Work task:
Please copy, exactly as they appear below, the lines from the one containing "Unique job identifier" through the one containing "let (outcome_tx, outcome_rx)".

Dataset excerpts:
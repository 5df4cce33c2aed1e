//! Background job handles for engine invocations
//!
//! A [`FilterJob`] owns one worker thread running a single engine call,
//! plus the one-shot channel the worker reports its outcome on. The handle
//! is polled, never blocked on, by the coordinator's UI context; a blocking
//! [`FilterJob::wait`] exists for shutdown paths and tests.
//!
//! A stopped job is not gone: the engine may keep running for an arbitrary
//! time after `request_stop()`, and the outcome (eventually `Aborted`)
//! still arrives on the channel. Owners of a stopped handle must keep it
//! alive until `try_outcome` yields.

use crate::engine::{EngineError, EngineRequest, EngineOutput, FilterEngine};
use crate::image::ImageList;
use crate::stop::StopToken;
use std::sync::{
    atomic::{AtomicBool, AtomicU32, AtomicU64, Ordering},
    mpsc, Arc,
};
use std::thread::{self, JoinHandle};
use std::time::Instant;

/// Unique job identifier
pub type JobId = u64;

static NEXT_JOB_ID: AtomicU64 = AtomicU64::new(1);

/// Shared completion estimate for a running job, in percent (0.0–100.0).
///
/// The worker publishes through its clone; the owning context reads
/// whenever it needs to refresh a progress display.
#[derive(Clone, Debug, Default)]
pub struct ProgressShare {
    bits: Arc<AtomicU32>,
}

impl ProgressShare {
    /// Create a new share reporting 0.0
    pub fn new() -> Self {
        Self::default()
    }

    /// Publish a new progress estimate
    pub fn set(&self, percent: f32) {
        self.bits.store(percent.to_bits(), Ordering::Relaxed);
    }

    /// Read the most recently published estimate
    pub fn get(&self) -> f32 {
        f32::from_bits(self.bits.load(Ordering::Relaxed))
    }
}

/// Terminal outcome of one engine invocation
#[derive(Debug)]
pub enum JobOutcome {
    /// The command completed and produced output
    Finished(EngineOutput),

    /// The command failed with a user-facing message
    Failed(String),

    /// The execution honored a stop request; there is no output
    Aborted,
}

/// Handle to one in-flight (or retiring) background engine invocation.
///
/// The image buffers move into the worker at spawn time and come back
/// inside the [`JobOutcome`]; while the job is live the spawning side holds
/// no reference to them.
pub struct FilterJob {
    id: JobId,
    log_tag: &'static str,
    stop: StopToken,
    running: Arc<AtomicBool>,
    progress: ProgressShare,
    started: Instant,
    outcome_rx: mpsc::Receiver<JobOutcome>,
    _thread: Option<JoinHandle<()>>,
}

impl FilterJob {
    /// Spawn a worker thread running one engine invocation.
    ///
    /// `log_tag` names the request flavor in thread names and diagnostics
    /// ("preview" or "apply").
    pub fn spawn(
        engine: Arc<dyn FilterEngine>,
        request: EngineRequest,
        images: ImageList,
        names: Vec<String>,
        log_tag: &'static str,
    ) -> Self {
        let id = NEXT_JOB_ID.fetch_add(1, Ordering::Relaxed);
        let stop = StopToken::new();
        let running = Arc::new(AtomicBool::new(true));
        let progress = ProgressShare::new();
        let (outcome_tx, outcome_rx) = mpsc::channel();

        let worker_stop = stop.clone();
        let worker_running = Arc::clone(&running);
        let worker_progress = progress.clone();

        let thread = thread::Builder::new()
            .name(format!("filter-{}-{}", log_tag, id))
            .spawn(move || {
                let outcome = run_engine(
                    engine.as_ref(),
                    &request,
                    images,
                    names,
                    &worker_stop,
                    &worker_progress,
                );
                // Clearing the flag before sending lets the receiver treat
                // "message available" as "worker is done" without a race.
                worker_running.store(false, Ordering::Release);
                if outcome_tx.send(outcome).is_err() {
                    log::debug!("filter {} job {}: outcome receiver dropped", log_tag, id);
                }
            })
            .expect("Failed to spawn filter worker thread");

        Self {
            id,
            log_tag,
            stop,
            running,
            progress,
            started: Instant::now(),
            outcome_rx,
            _thread: Some(thread),
        }
    }

    /// Unique identifier of this job
    pub fn id(&self) -> JobId {
        self.id
    }

    /// Tag naming the request flavor ("preview" / "apply")
    pub fn log_tag(&self) -> &'static str {
        self.log_tag
    }

    /// Whether the worker is still executing
    pub fn is_running(&self) -> bool {
        self.running.load(Ordering::Acquire)
    }

    /// Ask the engine to stop cooperatively
    ///
    /// The job keeps running until the engine honors the request; its
    /// outcome still arrives through `try_outcome`.
    pub fn request_stop(&self) {
        self.stop.request_stop();
    }

    /// Latest progress estimate in percent
    pub fn progress(&self) -> f32 {
        self.progress.get()
    }

    /// Milliseconds elapsed since the job was spawned
    pub fn elapsed_ms(&self) -> u64 {
        self.started.elapsed().as_millis() as u64
    }

    /// Poll for the job's outcome without blocking.
    ///
    /// Returns `None` while the worker is running or its completion has not
    /// been delivered yet. The running flag is checked first: a completion
    /// observed while the flag still reads "running" is treated as stale
    /// and picked up on a later poll.
    pub fn try_outcome(&mut self) -> Option<JobOutcome> {
        if self.is_running() {
            return None;
        }
        self.outcome_rx.try_recv().ok()
    }

    /// Block until the job finishes and return its outcome.
    ///
    /// Intended for shutdown paths and tests; UI contexts should poll.
    pub fn wait(mut self) -> Option<JobOutcome> {
        if let Some(thread) = self._thread.take() {
            if thread.join().is_err() {
                log::error!("filter {} job {}: worker thread panicked", self.log_tag, self.id);
                return None;
            }
        }
        self.outcome_rx.try_recv().ok()
    }
}

/// Run one engine invocation inline, blocking the caller.
///
/// Used for synchronous previews: no thread, no stop token exposed, the
/// outcome is available as soon as the call returns.
pub fn run_foreground(
    engine: &dyn FilterEngine,
    request: &EngineRequest,
    images: ImageList,
    names: Vec<String>,
) -> JobOutcome {
    let stop = StopToken::new();
    let progress = ProgressShare::new();
    run_engine(engine, request, images, names, &stop, &progress)
}

fn run_engine(
    engine: &dyn FilterEngine,
    request: &EngineRequest,
    images: ImageList,
    names: Vec<String>,
    stop: &StopToken,
    progress: &ProgressShare,
) -> JobOutcome {
    match engine.run(request, images, names, stop, progress) {
        Ok(output) => {
            if stop.is_stop_requested() {
                // The engine completed despite the stop request; the result
                // must still be discarded, not routed as a success.
                JobOutcome::Aborted
            } else {
                JobOutcome::Finished(output)
            }
        }
        Err(EngineError::Stopped) => JobOutcome::Aborted,
        Err(EngineError::Execution(message)) => JobOutcome::Failed(message),
    }
}
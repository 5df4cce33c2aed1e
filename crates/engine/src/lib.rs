//! Filter Runner Engine Library
//!
//! Execution layer for the filter runner: the image buffer model, the
//! filter-engine interface, cooperative stop tokens, and the background
//! job handle that runs an engine invocation on a worker thread and
//! reports completion over a one-shot channel.

pub mod engine;
pub mod image;
pub mod job;
pub mod stop;

pub use engine::{EngineError, EngineOutput, EngineRequest, EngineResult, FilterEngine};
pub use image::{ImageBuffer, ImageList};
pub use job::{run_foreground, FilterJob, JobId, JobOutcome, ProgressShare};
pub use stop::StopToken;
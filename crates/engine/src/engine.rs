//! Filter engine interface
//!
//! The actual command interpreter lives outside this workspace; the
//! coordinator only depends on this trait. An engine receives the formatted
//! request, takes ownership of the working image set, and either returns a
//! mutated set plus status text, or fails with a user-facing message.

use crate::image::ImageList;
use crate::job::ProgressShare;
use crate::stop::StopToken;

/// Everything an engine invocation needs besides the image set.
///
/// The environment string encodes input/output/preview modes the way the
/// engine expects (`_input_layers=… _output_mode=…`). The seed makes
/// randomized filters reproducible: the coordinator replays a preview's
/// seed when the matching full apply is dispatched.
#[derive(Debug, Clone, PartialEq)]
pub struct EngineRequest {
    /// Filter command to run
    pub command: String,

    /// Argument string for the command
    pub arguments: String,

    /// Environment string made of `_key=value` pairs
    pub environment: String,

    /// Verbosity of the engine's output messages
    pub output_message_mode: i32,

    /// Random seed this invocation must execute with
    pub seed: u64,
}

/// Result of a successful engine invocation.
///
/// Buffers and names come back by ownership; the caller validates and
/// routes them. Status lines carry the engine's status text; parameter
/// visibility flags are per-parameter UI hints.
#[derive(Debug, Clone, Default)]
pub struct EngineOutput {
    /// Output image buffers (mutated in place by the engine)
    pub images: ImageList,

    /// Output image names, parallel to `images`
    pub names: Vec<String>,

    /// Status text emitted by the command
    pub status_lines: Vec<String>,

    /// Per-parameter visibility flags
    pub parameter_visibility: Vec<i32>,
}

/// Error type for engine invocations
#[derive(Debug, Clone, thiserror::Error)]
pub enum EngineError {
    /// The command failed; the message is surfaced to the user verbatim
    #[error("{0}")]
    Execution(String),

    /// The execution honored a stop request before completing
    #[error("filter execution was stopped")]
    Stopped,
}

/// Result type for engine invocations
pub type EngineResult<T> = Result<T, EngineError>;

/// External filter execution engine.
///
/// Implementations must be reentrant across distinct invocations: the
/// coordinator may still be draining a stopped job on one thread while a
/// new job starts on another. Long-running engines should poll `stop`
/// and publish a completion estimate through `progress`.
pub trait FilterEngine: Send + Sync {
    /// Run a command over an owned image set
    fn run(
        &self,
        request: &EngineRequest,
        images: ImageList,
        names: Vec<String>,
        stop: &StopToken,
        progress: &ProgressShare,
    ) -> EngineResult<EngineOutput>;
}
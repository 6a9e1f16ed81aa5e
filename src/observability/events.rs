//! Observable events for a hospdb session
//!
//! Events are explicit and typed.

use std::fmt;

/// Observable events in hospdb
#[derive(Debug, Clone, Copy, PartialEq, Eq)]
pub enum Event {
    // Session lifecycle
    /// Process started, arguments parsed
    SessionStart,
    /// Menu loop left, about to disconnect
    SessionEnd,
    /// Counters logged at exit
    SessionSummary,

    // Configuration
    /// Configuration file loaded and merged
    ConfigLoaded,

    // Connection
    /// Connection attempt begins
    ConnectBegin,
    /// Connection established
    Connected,
    /// Connection could not be established (FATAL)
    ConnectFailed,
    /// Connection closed
    Disconnected,

    // Statements
    /// Statement or query completed
    StatementExecuted,
    /// Statement rejected by the database
    StatementFailed,

    // Booking workflow
    /// Booking writes committed
    BookingCommitted,
    /// Booking writes rolled back
    BookingRolledBack,

    // Console
    /// Standard input closed while a prompt was pending
    InputClosed,
}

impl Event {
    /// Returns the string representation of the event
    pub fn as_str(&self) -> &'static str {
        match self {
            Event::SessionStart => "HOSPDB_SESSION_BEGIN",
            Event::SessionEnd => "HOSPDB_SESSION_END",
            Event::SessionSummary => "SESSION_SUMMARY",

            Event::ConfigLoaded => "CONFIG_LOADED",

            Event::ConnectBegin => "CONNECT_BEGIN",
            Event::Connected => "CONNECT_COMPLETE",
            Event::ConnectFailed => "CONNECT_FAILED",
            Event::Disconnected => "DISCONNECTED",

            Event::StatementExecuted => "STATEMENT_EXECUTED",
            Event::StatementFailed => "STATEMENT_FAILED",

            Event::BookingCommitted => "BOOKING_COMMITTED",
            Event::BookingRolledBack => "BOOKING_ROLLED_BACK",

            Event::InputClosed => "INPUT_CLOSED",
        }
    }

    /// Returns true if this event indicates a fatal condition
    pub fn is_fatal(&self) -> bool {
        matches!(self, Event::ConnectFailed)
    }
}

impl fmt::Display for Event {
    fn fmt(&self, f: &mut fmt::Formatter<'_>) -> fmt::Result {
        write!(f, "{}", self.as_str())
    }
}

Task output:
/// Unique job identifier
pub type JobId = u64;

static NEXT_JOB_ID: AtomicU64 = AtomicU64::new(1);

/// Shared completion estimate for a running job, in percent (0.0–100.0).
///
/// The worker publishes through its clone; the owning context reads
/// whenever it needs to refresh a progress display.
#[derive(Clone, Debug, Default)]
pub struct ProgressShare {
    bits: Arc<AtomicU32>,
}

impl ProgressShare {
    /// Create a new share reporting 0.0
    pub fn new() -> Self {
        Self::default()
    }

    /// Publish a new progress estimate
    pub fn set(&self, percent: f32) {
        self.bits.store(percent.to_bits(), Ordering::Relaxed);
    }

    /// Read the most recently published estimate
    pub fn get(&self) -> f32 {
        f32::from_bits(self.bits.load(Ordering::Relaxed))
    }
}

/// Terminal outcome of one engine invocation
#[derive(Debug)]
pub enum JobOutcome {
    /// The command completed and produced output
    Finished(EngineOutput),

    /// The command failed with a user-facing message
    Failed(String),

    /// The execution honored a stop request; there is no output
    Aborted,
}

/// Handle to one in-flight (or retiring) background engine invocation.
///
/// The image buffers move into the worker at spawn time and come back
/// inside the [`JobOutcome`]; while the job is live the spawning side holds
/// no reference to them.
pub struct FilterJob {
    id: JobId,
    log_tag: &'static str,
    stop: StopToken,
    running: Arc<AtomicBool>,
    progress: ProgressShare,
    started: Instant,
    outcome_rx: mpsc::Receiver<JobOutcome>,
    _thread: Option<JoinHandle<()>>,
}

impl FilterJob {
    /// Spawn a worker thread running one engine invocation.
    ///
    /// `log_tag` names the request flavor in thread names and diagnostics
    /// ("preview" or "apply").
    pub fn spawn(
        engine: Arc<dyn FilterEngine>,
        request: EngineRequest,
        images: ImageList,
        names: Vec<String>,
        log_tag: &'static str,
    ) -> Self {
        let id = NEXT_JOB_ID.fetch_add(1, Ordering::Relaxed);
        let stop = StopToken::new();
        let running = Arc::new(AtomicBool::new(true));
        let progress = ProgressShare::new();
        let (outcome_tx, outcome_rx) = mpsc::channel();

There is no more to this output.